» EXERCISE BRIEF
Begin at the first line of the records below and, please, give each line again exactly until the line with "const CLIENT_TRANSACTIONS: u32 = 0x0000_2000;" is included.

-------- INFORMATION PROVIDED

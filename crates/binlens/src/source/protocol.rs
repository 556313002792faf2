//! MySQL replication wire protocol
//!
//! Minimal client for pulling a binlog stream as a replica:
//! handshake + `mysql_native_password` auth, `COM_REGISTER_SLAVE`,
//! `COM_BINLOG_DUMP`, then raw event packets.

use bytes::{BufMut, BytesMut};
use sha1::{Digest, Sha1};
use tokio::io::{AsyncReadExt, AsyncWriteExt, BufReader};
use tokio::net::TcpStream;
use tracing::{debug, info};

use crate::common::error::{BinlensError, Result};
use crate::common::position::LogPosition;

const CLIENT_LONG_PASSWORD: u32 = 0x0000_0001;
const CLIENT_PROTOCOL_41: u32 = 0x0000_0200;
const CLIENT_TRANSACTIONS: u32 = 0x0000_2000;
const CLIENT_SECURE_CONNECTION: u32 = 0x0000_8000;
const CLIENT_PLUGIN_AUTH: u32 = 0x0008_0000;

const COM_QUERY: u8 = 0x03;
const COM_BINLOG_DUMP: u8 = 0x12;
const COM_REGISTER_SLAVE: u8 = 0x15;

const NATIVE_PASSWORD_PLUGIN: &str = "mysql_native_password";
const MAX_PACKET: u32 = 16 * 1024 * 1024;
const UTF8_CHARSET: u8 = 33;

/// Server greeting, parsed from the first packet.
struct Handshake {
    server_version: String,
    capabilities: u32,
    auth_data: Vec<u8>,
    auth_plugin: String,
}

fn take<'a>(data: &'a [u8], pos: &mut usize, n: usize) -> Result<&'a [u8]> {
    if data.len() < *pos + n {
        return Err(BinlensError::protocol("handshake packet too short"));
    }
    let out = &data[*pos..*pos + n];
    *pos += n;
    Ok(out)
}

fn take_nul<'a>(data: &'a [u8], pos: &mut usize) -> &'a [u8] {
    let start = *pos;
    while *pos < data.len() && data[*pos] != 0 {
        *pos += 1;
    }
    let out = &data[start..*pos];
    *pos += 1; // nul
    out
}

fn parse_handshake(data: &[u8]) -> Result<Handshake> {
    let mut pos = 0usize;

    let protocol_version = take(data, &mut pos, 1)?[0];
    if protocol_version == 0xFF {
        return Err(BinlensError::protocol(format!(
            "server rejected connection: {}",
            String::from_utf8_lossy(&data[pos..])
        )));
    }
    let server_version = String::from_utf8_lossy(take_nul(data, &mut pos)).to_string();
    take(data, &mut pos, 4)?; // connection id
    let mut auth_data = take(data, &mut pos, 8)?.to_vec();
    take(data, &mut pos, 1)?; // filler
    let cap_low = u16::from_le_bytes(take(data, &mut pos, 2)?.try_into().unwrap()) as u32;

    let mut capabilities = cap_low;
    let mut auth_plugin = String::new();
    if data.len() > pos {
        take(data, &mut pos, 1)?; // charset
        take(data, &mut pos, 2)?; // status flags
        let cap_high = u16::from_le_bytes(take(data, &mut pos, 2)?.try_into().unwrap()) as u32;
        capabilities |= cap_high << 16;
        let auth_len = take(data, &mut pos, 1)?[0] as usize;
        take(data, &mut pos, 10)?; // reserved
        if capabilities & CLIENT_SECURE_CONNECTION != 0 {
            let part2_len = auth_len.saturating_sub(8).max(13);
            let part2_take = part2_len.min(data.len() - pos);
            let mut part2 = take(data, &mut pos, part2_take)?.to_vec();
            if let Some(nul) = part2.iter().position(|&b| b == 0) {
                part2.truncate(nul);
            }
            auth_data.extend_from_slice(&part2);
        }
        if capabilities & CLIENT_PLUGIN_AUTH != 0 && pos < data.len() {
            auth_plugin = String::from_utf8_lossy(take_nul(data, &mut pos)).to_string();
        }
    }

    Ok(Handshake {
        server_version,
        capabilities,
        auth_data,
        auth_plugin,
    })
}

/// `mysql_native_password` scramble:
/// `SHA1(password) XOR SHA1(salt + SHA1(SHA1(password)))`.
fn native_scramble(password: &str, salt: &[u8]) -> Vec<u8> {
    if password.is_empty() {
        return Vec::new();
    }
    let hash1 = Sha1::digest(password.as_bytes());
    let hash2 = Sha1::digest(hash1);
    let mut outer = Sha1::new();
    outer.update(&salt[..salt.len().min(20)]);
    outer.update(hash2);
    let outer = outer.finalize();
    hash1
        .iter()
        .zip(outer.iter())
        .map(|(a, b)| a ^ b)
        .collect()
}

/// Replication protocol client.
pub struct BinlogClient {
    stream: BufReader<TcpStream>,
    sequence: u8,
    server_version: String,
}

impl std::fmt::Debug for BinlogClient {
    fn fmt(&self, f: &mut std::fmt::Formatter<'_>) -> std::fmt::Result {
        f.debug_struct("BinlogClient")
            .field("server_version", &self.server_version)
            .field("sequence", &self.sequence)
            .finish_non_exhaustive()
    }
}

impl BinlogClient {
    /// Connect and authenticate.
    pub async fn connect(host: &str, port: u16, user: &str, password: &str) -> Result<Self> {
        let addr = format!("{host}:{port}");
        info!(%addr, "connecting to replication source");
        let tcp = TcpStream::connect(&addr)
            .await
            .map_err(|e| BinlensError::connection(format!("connect {addr}: {e}")))?;
        let mut client = Self {
            stream: BufReader::new(tcp),
            sequence: 0,
            server_version: String::new(),
        };

        let greeting = client.read_packet().await?;
        let handshake = parse_handshake(&greeting)?;
        client.server_version = handshake.server_version.clone();
        info!(server_version = %handshake.server_version, "server greeting");

        client.authenticate(user, password, &handshake).await?;
        Ok(client)
    }

    pub fn server_version(&self) -> &str {
        &self.server_version
    }

    async fn authenticate(
        &mut self,
        user: &str,
        password: &str,
        handshake: &Handshake,
    ) -> Result<()> {
        let plugin = if handshake.auth_plugin.is_empty() {
            NATIVE_PASSWORD_PLUGIN
        } else {
            handshake.auth_plugin.as_str()
        };
        if plugin != NATIVE_PASSWORD_PLUGIN {
            // caching_sha2 would need the RSA full-auth exchange.
            return Err(BinlensError::protocol(format!(
                "server requests auth plugin {plugin}; create the replication \
                 user with mysql_native_password"
            )));
        }

        let scramble = native_scramble(password, &handshake.auth_data);
        let capabilities = CLIENT_LONG_PASSWORD
            | CLIENT_PROTOCOL_41
            | CLIENT_TRANSACTIONS
            | CLIENT_SECURE_CONNECTION
            | (handshake.capabilities & CLIENT_PLUGIN_AUTH);

        let mut payload = BytesMut::new();
        payload.put_u32_le(capabilities);
        payload.put_u32_le(MAX_PACKET);
        payload.put_u8(UTF8_CHARSET);
        payload.put_bytes(0, 23);
        payload.put_slice(user.as_bytes());
        payload.put_u8(0);
        payload.put_u8(scramble.len() as u8);
        payload.put_slice(&scramble);
        if capabilities & CLIENT_PLUGIN_AUTH != 0 {
            payload.put_slice(NATIVE_PASSWORD_PLUGIN.as_bytes());
            payload.put_u8(0);
        }
        self.write_packet(&payload).await?;

        let response = self.read_packet().await?;
        match response.first() {
            Some(0x00) => {
                debug!("authenticated");
                Ok(())
            }
            Some(0xFE) => {
                // Auth switch: only the native plugin is honored.
                let mut pos = 1usize;
                while pos < response.len() && response[pos] != 0 {
                    pos += 1;
                }
                let plugin = String::from_utf8_lossy(&response[1..pos]).to_string();
                if plugin != NATIVE_PASSWORD_PLUGIN {
                    return Err(BinlensError::protocol(format!(
                        "auth switch to unsupported plugin {plugin}"
                    )));
                }
                let salt = &response[pos + 1..];
                let scramble = native_scramble(password, salt);
                self.write_packet(&scramble).await?;
                let response = self.read_packet().await?;
                match response.first() {
                    Some(0x00) => Ok(()),
                    _ => Err(parse_err_packet(&response)),
                }
            }
            Some(0xFF) => Err(parse_err_packet(&response)),
            _ => Err(BinlensError::protocol("unexpected auth response")),
        }
    }

    /// Run a statement, expecting a bare OK (used for session variables).
    pub async fn execute(&mut self, sql: &str) -> Result<()> {
        self.sequence = 0;
        let mut payload = BytesMut::with_capacity(1 + sql.len());
        payload.put_u8(COM_QUERY);
        payload.put_slice(sql.as_bytes());
        self.write_packet(&payload).await?;
        let response = self.read_packet().await?;
        match response.first() {
            Some(0xFF) => Err(parse_err_packet(&response)),
            _ => Ok(()),
        }
    }

    /// Announce this client as a replica with the given server id.
    pub async fn register_replica(&mut self, server_id: u32, port: u16) -> Result<()> {
        self.sequence = 0;
        let mut payload = BytesMut::new();
        payload.put_u8(COM_REGISTER_SLAVE);
        payload.put_u32_le(server_id);
        payload.put_u8(0); // hostname length
        payload.put_u8(0); // user length
        payload.put_u8(0); // password length
        payload.put_u16_le(port);
        payload.put_u32_le(0); // replication rank
        payload.put_u32_le(0); // master id
        self.write_packet(&payload).await?;
        let response = self.read_packet().await?;
        match response.first() {
            Some(0x00) => {
                debug!(server_id, "registered as replica");
                Ok(())
            }
            _ => Err(parse_err_packet(&response)),
        }
    }

    /// Request the event stream from a position.
    pub async fn start_dump(&mut self, server_id: u32, from: &LogPosition) -> Result<()> {
        self.sequence = 0;
        let mut payload = BytesMut::new();
        payload.put_u8(COM_BINLOG_DUMP);
        payload.put_u32_le(from.offset as u32);
        payload.put_u16_le(0); // flags
        payload.put_u32_le(server_id);
        payload.put_slice(from.segment.as_bytes());
        self.write_packet(&payload).await?;
        info!(position = %from, "binlog dump started");
        Ok(())
    }

    /// Next raw binlog event frame, without the network OK prefix.
    /// `None` is a clean server-side end of stream.
    pub async fn next_event_frame(&mut self) -> Result<Option<Vec<u8>>> {
        let packet = self.read_packet().await?;
        match packet.first() {
            Some(0x00) => Ok(Some(packet[1..].to_vec())),
            Some(0xFE) if packet.len() < 9 => Ok(None),
            Some(0xFF) => Err(parse_err_packet(&packet)),
            _ => Err(BinlensError::protocol("unexpected event packet prefix")),
        }
    }

    async fn read_packet(&mut self) -> Result<Vec<u8>> {
        let mut head = [0u8; 4];
        self.stream
            .read_exact(&mut head)
            .await
            .map_err(|e| BinlensError::connection(format!("read packet header: {e}")))?;
        let len = u32::from_le_bytes([head[0], head[1], head[2], 0]) as usize;
        self.sequence = head[3].wrapping_add(1);
        let mut payload = vec![0u8; len];
        self.stream
            .read_exact(&mut payload)
            .await
            .map_err(|e| BinlensError::connection(format!("read packet body: {e}")))?;
        Ok(payload)
    }

    async fn write_packet(&mut self, payload: &[u8]) -> Result<()> {
        let mut frame = BytesMut::with_capacity(4 + payload.len());
        let len = payload.len() as u32;
        frame.put_u8(len as u8);
        frame.put_u8((len >> 8) as u8);
        frame.put_u8((len >> 16) as u8);
        frame.put_u8(self.sequence);
        frame.put_slice(payload);
        self.sequence = self.sequence.wrapping_add(1);
        self.stream
            .get_mut()
            .write_all(&frame)
            .await
            .map_err(|e| BinlensError::connection(format!("write packet: {e}")))?;
        self.stream
            .get_mut()
            .flush()
            .await
            .map_err(|e| BinlensError::connection(format!("flush: {e}")))?;
        Ok(())
    }
}

fn parse_err_packet(packet: &[u8]) -> BinlensError {
    if packet.first() != Some(&0xFF) || packet.len() < 3 {
        return BinlensError::protocol("malformed server response");
    }
    let code = u16::from_le_bytes([packet[1], packet[2]]);
    let mut msg_start = 3;
    // Optional '#' + 5-byte SQLSTATE marker.
    if packet.get(3) == Some(&b'#') && packet.len() >= 9 {
        msg_start = 9;
    }
    BinlensError::protocol(format!(
        "server error {code}: {}",
        String::from_utf8_lossy(&packet[msg_start..])
    ))
}

#[cfg(test)]
mod tests {
    use super::*;

    #[test]
    fn test_native_scramble_shape() {
        let salt = [7u8; 20];
        let scramble = native_scramble("secret", &salt);
        assert_eq!(scramble.len(), 20);
        // deterministic
        assert_eq!(scramble, native_scramble("secret", &salt));
        // differs per salt and per password
        assert_ne!(scramble, native_scramble("secret", &[8u8; 20]));
        assert_ne!(scramble, native_scramble("other", &salt));
        assert!(native_scramble("", &salt).is_empty());
    }

    #[test]
    fn test_parse_handshake_v10() {
        let mut data = Vec::new();
        data.push(10); // protocol version
        data.extend_from_slice(b"8.0.35\0");
        data.extend_from_slice(&99u32.to_le_bytes()); // connection id
        data.extend_from_slice(&[1, 2, 3, 4, 5, 6, 7, 8]); // auth part 1
        data.push(0); // filler
        let caps_low = (CLIENT_PROTOCOL_41 | CLIENT_SECURE_CONNECTION) as u16;
        data.extend_from_slice(&caps_low.to_le_bytes());
        data.push(UTF8_CHARSET);
        data.extend_from_slice(&0u16.to_le_bytes()); // status
        let caps_high = ((CLIENT_PLUGIN_AUTH) >> 16) as u16;
        data.extend_from_slice(&caps_high.to_le_bytes());
        data.push(21); // auth data length
        data.extend_from_slice(&[0u8; 10]); // reserved
        data.extend_from_slice(&[9, 10, 11, 12, 13, 14, 15, 16, 17, 18, 19, 20, 0]); // part 2
        data.extend_from_slice(b"mysql_native_password\0");

        let handshake = parse_handshake(&data).unwrap();
        assert_eq!(handshake.server_version, "8.0.35");
        assert_eq!(handshake.auth_plugin, NATIVE_PASSWORD_PLUGIN);
        assert_eq!(handshake.auth_data.len(), 20);
        assert_eq!(handshake.auth_data[8], 9);
        assert!(handshake.capabilities & CLIENT_PLUGIN_AUTH != 0);
    }

    #[test]
    fn test_parse_err_packet() {
        let mut packet = vec![0xFF];
        packet.extend_from_slice(&1236u16.to_le_bytes());
        packet.extend_from_slice(b"#HY000");
        packet.extend_from_slice(b"bad position");
        let err = parse_err_packet(&packet);
        let msg = err.to_string();
        assert!(msg.contains("1236"));
        assert!(msg.contains("bad position"));
    }
}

----------------

» RESPONSE FOR THIS EXERCISE
filename crates/binlens/src/source/protocol.rs
repository 556313002792faf2
//! MySQL replication wire protocol
//!
//! Minimal client for pulling a binlog stream as a replica:
//! handshake + `mysql_native_password` auth, `COM_REGISTER_SLAVE`,
//! `COM_BINLOG_DUMP`, then raw event packets.

use bytes::{BufMut, BytesMut};
use sha1::{Digest, Sha1};
use tokio::io::{AsyncReadExt, AsyncWriteExt, BufReader};
use tokio::net::TcpStream;
use tracing::{debug, info};

use crate::common::error::{BinlensError, Result};
use crate::common::position::LogPosition;

const CLIENT_LONG_PASSWORD: u32 = 0x0000_0001;
const CLIENT_PROTOCOL_41: u32 = 0x0000_0200;
const CLIENT_TRANSACTIONS: u32 = 0x0000_2000;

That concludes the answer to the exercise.